La Canzone Napoletana
Siamo nel 1945, la guerra è finita e sono cambiate molte cose, tanto nel panorama della città, quanto nella vita della gente; la Napoli a cavallo dell’800-‘900, nonostante le tante tribolazioni che ha patito, diventa nell’immaginario collettivo un ricordo nostalgico, di un tempo che fu e che non ritornerà.
In questo contesto, il dopoguerra segna anche la fine dell’epoca d’oro della canzone napoletana, all’interno della quale avviene un grande e importante cambiamento: scompare la figura del poeta che per decenni aveva fornito di versi e vere proprie liriche i compositori, i quali le avrebbero musicate solo in seguito ad averle lette e assimilate; in questa nuova fase invece, succede che sono i musicisti a fornire di melodie i cosiddetti parolieri che adegueranno delle strofe ad una musica già composta.
C’è da dire inoltre, che la nostra canzone, sempre in questi anni, subirà la contaminazione di nuovi ritmi venuti da lontano; primo fra tutti il beguine, che sarà la base ritmica della maggior parte dei brani degli anni a venire.
Una breve parentesi va necessariamente aperta in merito al grande ritorno della sceneggiata negli anni sessanta; spopolò in un periodo in cui nella città c’erano più teatri che salumerie, all’interno dei quali il popolo s’immedesimava a tal punto nei protagonisti del dramma, che capitava spesso che ‘o malamente, ovvero l’infame della rappresentazione, venisse perseguitato poi a suon di calci, insulti e sputi e che il malcapitato dovesse addirittura essere sottratto dalle grinfie del pubblico.

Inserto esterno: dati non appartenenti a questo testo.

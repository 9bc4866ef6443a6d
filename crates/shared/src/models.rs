use serde::{Deserialize, Serialize};
use std::collections::HashMap;

/// A raw headline as fetched from the news source. Immutable once fetched;
/// stages pass it by value.
#[derive(Debug, Clone, Serialize, Deserialize)]
pub struct Article {
    pub url: String,
    pub title: String,
    pub description: Option<String>,
    pub source: Option<String>,
    pub published_at: Option<String>,
}

impl Article {
    /// An article is scoreable when it has a stable identifier and enough
    /// text to judge it by. Anything else gets skipped, not scored.
    pub fn is_scoreable(&self) -> bool {
        !self.url.is_empty()
            && self.url.starts_with("http")
            && !self.title.is_empty()
            && self.description.as_deref().is_some_and(|d| !d.is_empty())
    }
}

/// An article that survived the scoring stage.
#[derive(Debug, Clone, Serialize, Deserialize)]
pub struct ScoredArticle {
    pub article: Article,
    pub score: i64,
    pub rationale: String,
}

/// An article with its full body text attached. Only created when retrieval
/// actually produced content; there is no "enriched but empty" state.
#[derive(Debug, Clone, Serialize, Deserialize)]
pub struct EnrichedArticle {
    pub article: Article,
    pub score: i64,
    pub rationale: String,
    pub body: String,
}

/// Comedic raw material extracted from one enriched article.
#[derive(Debug, Clone, Serialize, Deserialize)]
pub struct ComedyBrief {
    pub key_points: Vec<String>,
    #[serde(default)]
    pub main_players: Vec<String>,
    #[serde(default)]
    pub quotable_quotes: Vec<String>,
    #[serde(default)]
    pub numbers_to_mock: Vec<String>,
    #[serde(default)]
    pub pop_culture_hooks: Vec<String>,
    #[serde(default)]
    pub callback_hooks: Vec<String>,
}

/// The closed set of script segment kinds.
#[derive(Debug, Clone, Copy, PartialEq, Eq, Hash, Serialize, Deserialize)]
#[serde(rename_all = "snake_case")]
pub enum SegmentKind {
    Opener,
    Segment,
    TechnicalExplanation,
    Callback,
    Punchline,
}

impl SegmentKind {
    pub fn as_str(&self) -> &'static str {
        match self {
            SegmentKind::Opener => "opener",
            SegmentKind::Segment => "segment",
            SegmentKind::TechnicalExplanation => "technical_explanation",
            SegmentKind::Callback => "callback",
            SegmentKind::Punchline => "punchline",
        }
    }
}

/// The closed set of script tones.
#[derive(Debug, Clone, Copy, PartialEq, Eq, Serialize, Deserialize)]
#[serde(rename_all = "snake_case")]
pub enum Tone {
    Sarcastic,
    Serious,
    Absurd,
}

#[derive(Debug, Clone, Serialize, Deserialize)]
pub struct ScriptSegment {
    pub kind: SegmentKind,
    pub text: String,
    pub duration_seconds: u32,
    /// Only meaningful for callback segments: the kinds this one refers
    /// back to. Must all appear earlier in the script.
    #[serde(default)]
    pub references: Vec<SegmentKind>,
}

#[derive(Debug, Clone, Serialize, Deserialize)]
pub struct ScriptMetadata {
    pub generated_at: String,
    pub is_fallback: bool,
    #[serde(default, skip_serializing_if = "Option::is_none")]
    pub error: Option<String>,
    #[serde(default, skip_serializing_if = "HashMap::is_empty")]
    pub extra: HashMap<String, serde_json::Value>,
}

impl ScriptMetadata {
    pub fn generated() -> Self {
        Self {
            generated_at: chrono::Utc::now().to_rfc3339(),
            is_fallback: false,
            error: None,
            extra: HashMap::new(),
        }
    }

    pub fn fallback(error: impl Into<String>) -> Self {
        Self {
            generated_at: chrono::Utc::now().to_rfc3339(),
            is_fallback: true,
            error: Some(error.into()),
            extra: HashMap::new(),
        }
    }
}

/// A complete satirical script. Always either a validated generated script
/// or the canonical fallback; callers never see a half-valid one.
#[derive(Debug, Clone, Serialize, Deserialize)]
pub struct Script {
    pub segments: Vec<ScriptSegment>,
    pub tone: Tone,
    pub metadata: ScriptMetadata,
}

impl Script {
    pub fn total_duration_seconds(&self) -> u32 {
        self.segments.iter().map(|s| s.duration_seconds).sum()
    }
}
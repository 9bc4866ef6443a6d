use crate::extract::extract_tagged;
use crate::llm::Generator;
use crate::models::{ComedyBrief, EnrichedArticle};

/// Optional deep-analysis stage: mine one enriched article for comedic raw
/// material (mockable numbers, quotable lines, pop-culture hooks) that the
/// scriptwriter can draw on.
pub struct Analyst<'a, G: Generator> {
    generator: &'a G,
}

impl<'a, G: Generator> Analyst<'a, G> {
    pub fn new(generator: &'a G) -> Self {
        Self { generator }
    }

    /// Briefs for each article that analyzes cleanly. Failures drop the
    /// brief, not the batch.
    pub async fn analyze_batch(&self, items: &[EnrichedArticle]) -> Vec<ComedyBrief> {
        let mut briefs = Vec::new();

        for item in items {
            match self.analyze_one(item).await {
                Ok(brief) => briefs.push(brief),
                Err(e) => {
                    eprintln!("Analysis failed for {}: {}", item.article.url, e);
                }
            }
        }

        briefs
    }

    async fn analyze_one(
        &self,
        item: &EnrichedArticle,
    ) -> Result<ComedyBrief, crate::error::PipelineError> {
        let prompt = build_analysis_prompt(item);
        let raw = self.generator.invoke(&prompt).await?;
        extract_tagged(&raw, "brief_json")
    }
}

fn build_analysis_prompt(item: &EnrichedArticle) -> String {
    // Bound prompt size; article bodies can be arbitrarily long
    let body = truncate_utf8(&item.body, 10_000);

    format!(
        r#"You are a comedy researcher. Read this article and pull out the raw
material a satirist would want.

Title: {}

Article:
{}

Return your findings in <brief_json> format:
<brief_json>
{{
    "key_points": ["..."],
    "main_players": ["companies, researchers, VCs involved"],
    "quotable_quotes": ["funny or mockable quotes"],
    "numbers_to_mock": ["funding amounts, metrics worth joking about"],
    "pop_culture_hooks": ["Black Mirror episodes etc."],
    "callback_hooks": ["elements worth referencing later"]
}}
</brief_json>"#,
        item.article.title, body
    )
}

fn truncate_utf8(s: &str, max_len: usize) -> &str {
    if s.len() <= max_len {
        return s;
    }
    let mut end = max_len;
    while end > 0 && !s.is_char_boundary(end) {
        end -= 1;
    }
    &s[..end]
}

#[cfg(test)]
mod tests {
    use super::*;
    use crate::llm::testing::MockGenerator;
    use crate::models::Article;

    fn enriched(url: &str, body: &str) -> EnrichedArticle {
        EnrichedArticle {
            article: Article {
                url: url.to_string(),
                title: "Sentient Toasters".to_string(),
                description: Some("desc".to_string()),
                source: None,
                published_at: None,
            },
            score: 9,
            rationale: "absurd premise".to_string(),
            body: body.to_string(),
        }
    }

    #[tokio::test]
    async fn parses_brief_from_tagged_response() {
        let response = r#"Here you go.
<brief_json>
{
  "key_points": ["toaster attained sentience", "refuses to toast bagels"],
  "main_players": ["CrumbCo"],
  "quotable_quotes": ["we did not expect the toast to unionize"],
  "numbers_to_mock": ["$2B seed round"],
  "pop_culture_hooks": ["Black Mirror"],
  "callback_hooks": ["toast union"]
}
</brief_json>"#;
        let mock = MockGenerator::always(response);
        let analyst = Analyst::new(&mock);

        let briefs = analyst
            .analyze_batch(&[enriched("https://ex.com/a", "full text")])
            .await;
        assert_eq!(briefs.len(), 1);
        assert_eq!(briefs[0].key_points.len(), 2);
        assert_eq!(briefs[0].main_players, vec!["CrumbCo"]);
    }

    #[tokio::test]
    async fn failed_analysis_drops_the_brief_only() {
        let mock = MockGenerator::replying(vec![
            Ok("prose with no tags".to_string()),
            Ok(r#"<brief_json>{"key_points": ["one"]}</brief_json>"#.to_string()),
        ]);
        let analyst = Analyst::new(&mock);

        let briefs = analyst
            .analyze_batch(&[
                enriched("https://ex.com/a", "text"),
                enriched("https://ex.com/b", "text"),
            ])
            .await;
        assert_eq!(briefs.len(), 1);
        assert_eq!(briefs[0].key_points, vec!["one"]);
    }

    #[test]
    fn truncation_respects_char_boundaries() {
        let s = "é".repeat(6000); // 12000 bytes
        let t = truncate_utf8(&s, 10_000);
        assert!(t.len() <= 10_000);
        assert!(t.chars().all(|c| c == 'é'));
    }
}
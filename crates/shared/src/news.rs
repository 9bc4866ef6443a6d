use anyhow::{Context, Result};
use reqwest::Client;
use serde::Deserialize;

use crate::models::Article;

#[derive(Debug, Deserialize)]
struct NewsApiResponse {
    status: String,
    #[serde(default)]
    message: Option<String>,
    #[serde(default)]
    articles: Vec<NewsApiArticle>,
}

#[derive(Debug, Deserialize)]
struct NewsApiArticle {
    title: Option<String>,
    description: Option<String>,
    url: Option<String>,
    #[serde(rename = "publishedAt")]
    published_at: Option<String>,
    source: NewsApiSource,
}

#[derive(Debug, Deserialize)]
struct NewsApiSource {
    name: Option<String>,
}

/// Thin client for the NewsAPI `everything` endpoint.
pub struct NewsClient {
    client: Client,
    api_key: String,
}

impl NewsClient {
    pub fn new(api_key: String) -> Result<Self> {
        let client = Client::builder()
            .timeout(std::time::Duration::from_secs(30))
            .user_agent("AINewsSatirist/1.0")
            .build()
            .context("Failed to create HTTP client")?;

        Ok(Self { client, api_key })
    }

    pub async fn fetch_headlines(&self, query: &str, page_size: usize) -> Result<Vec<Article>> {
        let page_size = page_size.min(100).to_string();
        let response = self
            .client
            .get("https://newsapi.org/v2/everything")
            .query(&[
                ("q", query),
                ("language", "en"),
                ("sortBy", "popularity"),
                ("pageSize", page_size.as_str()),
                ("apiKey", self.api_key.as_str()),
            ])
            .send()
            .await
            .context("Failed to fetch headlines from NewsAPI")?;

        let status = response.status();
        if !status.is_success() {
            let error_text = response
                .text()
                .await
                .unwrap_or_else(|_| String::from("unknown error"));
            anyhow::bail!("NewsAPI returned error: {} - {}", status, error_text);
        }

        let parsed = response
            .json::<NewsApiResponse>()
            .await
            .context("Failed to parse NewsAPI response")?;

        if parsed.status != "ok" {
            anyhow::bail!(
                "NewsAPI returned error status: {}",
                parsed.message.unwrap_or_else(|| "unknown".to_string())
            );
        }

        Ok(parsed
            .articles
            .into_iter()
            .filter_map(Self::to_article)
            .filter(Self::is_worth_scoring)
            .collect())
    }

    fn to_article(raw: NewsApiArticle) -> Option<Article> {
        Some(Article {
            url: raw.url?,
            title: raw.title?,
            description: raw.description,
            source: raw.source.name,
            published_at: raw.published_at,
        })
    }

    /// Junk filter: short titles and crypto spam never score well enough
    /// to be worth a generative call.
    fn is_worth_scoring(article: &Article) -> bool {
        let title_lower = article.title.to_lowercase();
        let is_crypto = title_lower
            .split_whitespace()
            .map(|w| w.trim_matches(|c: char| !c.is_alphanumeric()))
            .any(|w| matches!(w, "bitcoin" | "nft" | "crypto"));

        article.title.len() > 20 && article.url.starts_with("http") && !is_crypto
    }
}

#[cfg(test)]
mod tests {
    use super::*;

    fn article(title: &str, url: &str) -> Article {
        Article {
            url: url.to_string(),
            title: title.to_string(),
            description: Some("desc".to_string()),
            source: None,
            published_at: None,
        }
    }

    #[test]
    fn filters_short_titles() {
        assert!(!NewsClient::is_worth_scoring(&article(
            "AI news",
            "https://ex.com/a"
        )));
    }

    #[test]
    fn filters_crypto_headlines() {
        assert!(!NewsClient::is_worth_scoring(&article(
            "Bitcoin miners pivot to artificial intelligence",
            "https://ex.com/a"
        )));
    }

    #[test]
    fn keeps_ordinary_tech_headlines() {
        assert!(NewsClient::is_worth_scoring(&article(
            "AI Startup Claims Breakthrough in Sentient Toasters",
            "https://ex.com/a"
        )));
    }
}
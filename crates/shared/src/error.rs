use thiserror::Error;

/// Error taxonomy for the pipeline stages.
///
/// `Transient` is retried inside the generative call wrapper and surfaces to
/// the calling stage only after retries are exhausted. `Extraction` and
/// `Validation` are always absorbed at a stage boundary (score 0, dropped
/// item, or fallback script) and never reach the pipeline's caller.
/// `Configuration` is the one fatal kind: it means the fallback safety net
/// itself cannot be built.
#[derive(Debug, Error)]
pub enum PipelineError {
    #[error("transient call failure: {0}")]
    Transient(String),

    #[error("extraction failed: {0}")]
    Extraction(String),

    #[error("validation failed: {0}")]
    Validation(String),

    #[error("configuration error: {0}")]
    Configuration(String),
}

impl PipelineError {
    pub fn is_transient(&self) -> bool {
        matches!(self, PipelineError::Transient(_))
    }
}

Il coraggio e il professionismo di alcuni musicisti, autori di testi e interpreti, forse primo fra tutti Sergio Bruni, ha fatto si che la canzone napoletana sopravvivesse più di quanto i tempi lo richiedessero, protraendosi fino agli anni settanta, durante i quali sono nate le ultime grandi perle di questo meraviglioso filone musicale.
Non manca in tempi più recenti però, qualche componimento musicale che richiami quelle sonorità, quel dialetto e quei contenuti che hanno contraddistinto la canzone napoletana nei secoli, pur rappresentando eventi eccezionali, in un contesto che va verso una nuova direzione, quella che, prima di farci sentire napoletani, ci proietta in un mondo senza confini cittadini, sempre più multimediale e facilmente approcciabile.
L’augurio quindi che facciamo è che tutto l’impegno, la dedizione e l’amore che è stato profuso per il compimento della nostra cultura e in particolare della nostra canzone, sia pari nella realizzazione di un nuovo contesto artistico e magari anche sociale, a livello internazionale, in cui la nostra esperienza sana di napoletani possa apportare beneficio e miglioramento, a patto però, che essa sia ricordata per ciò che ha rappresentato e rappresenta in chi ancora oggi attinge alla napoletanità, che non è quella che ti viene attribuita all’anagrafe, ma il risultato dell’esperienza millenaria di un popolo, tramandata nel tempo e attraverso i suoi canti, e che alberga nel cuore di chi la ospita, napoletano o no che esso risulti all’atto di nascita.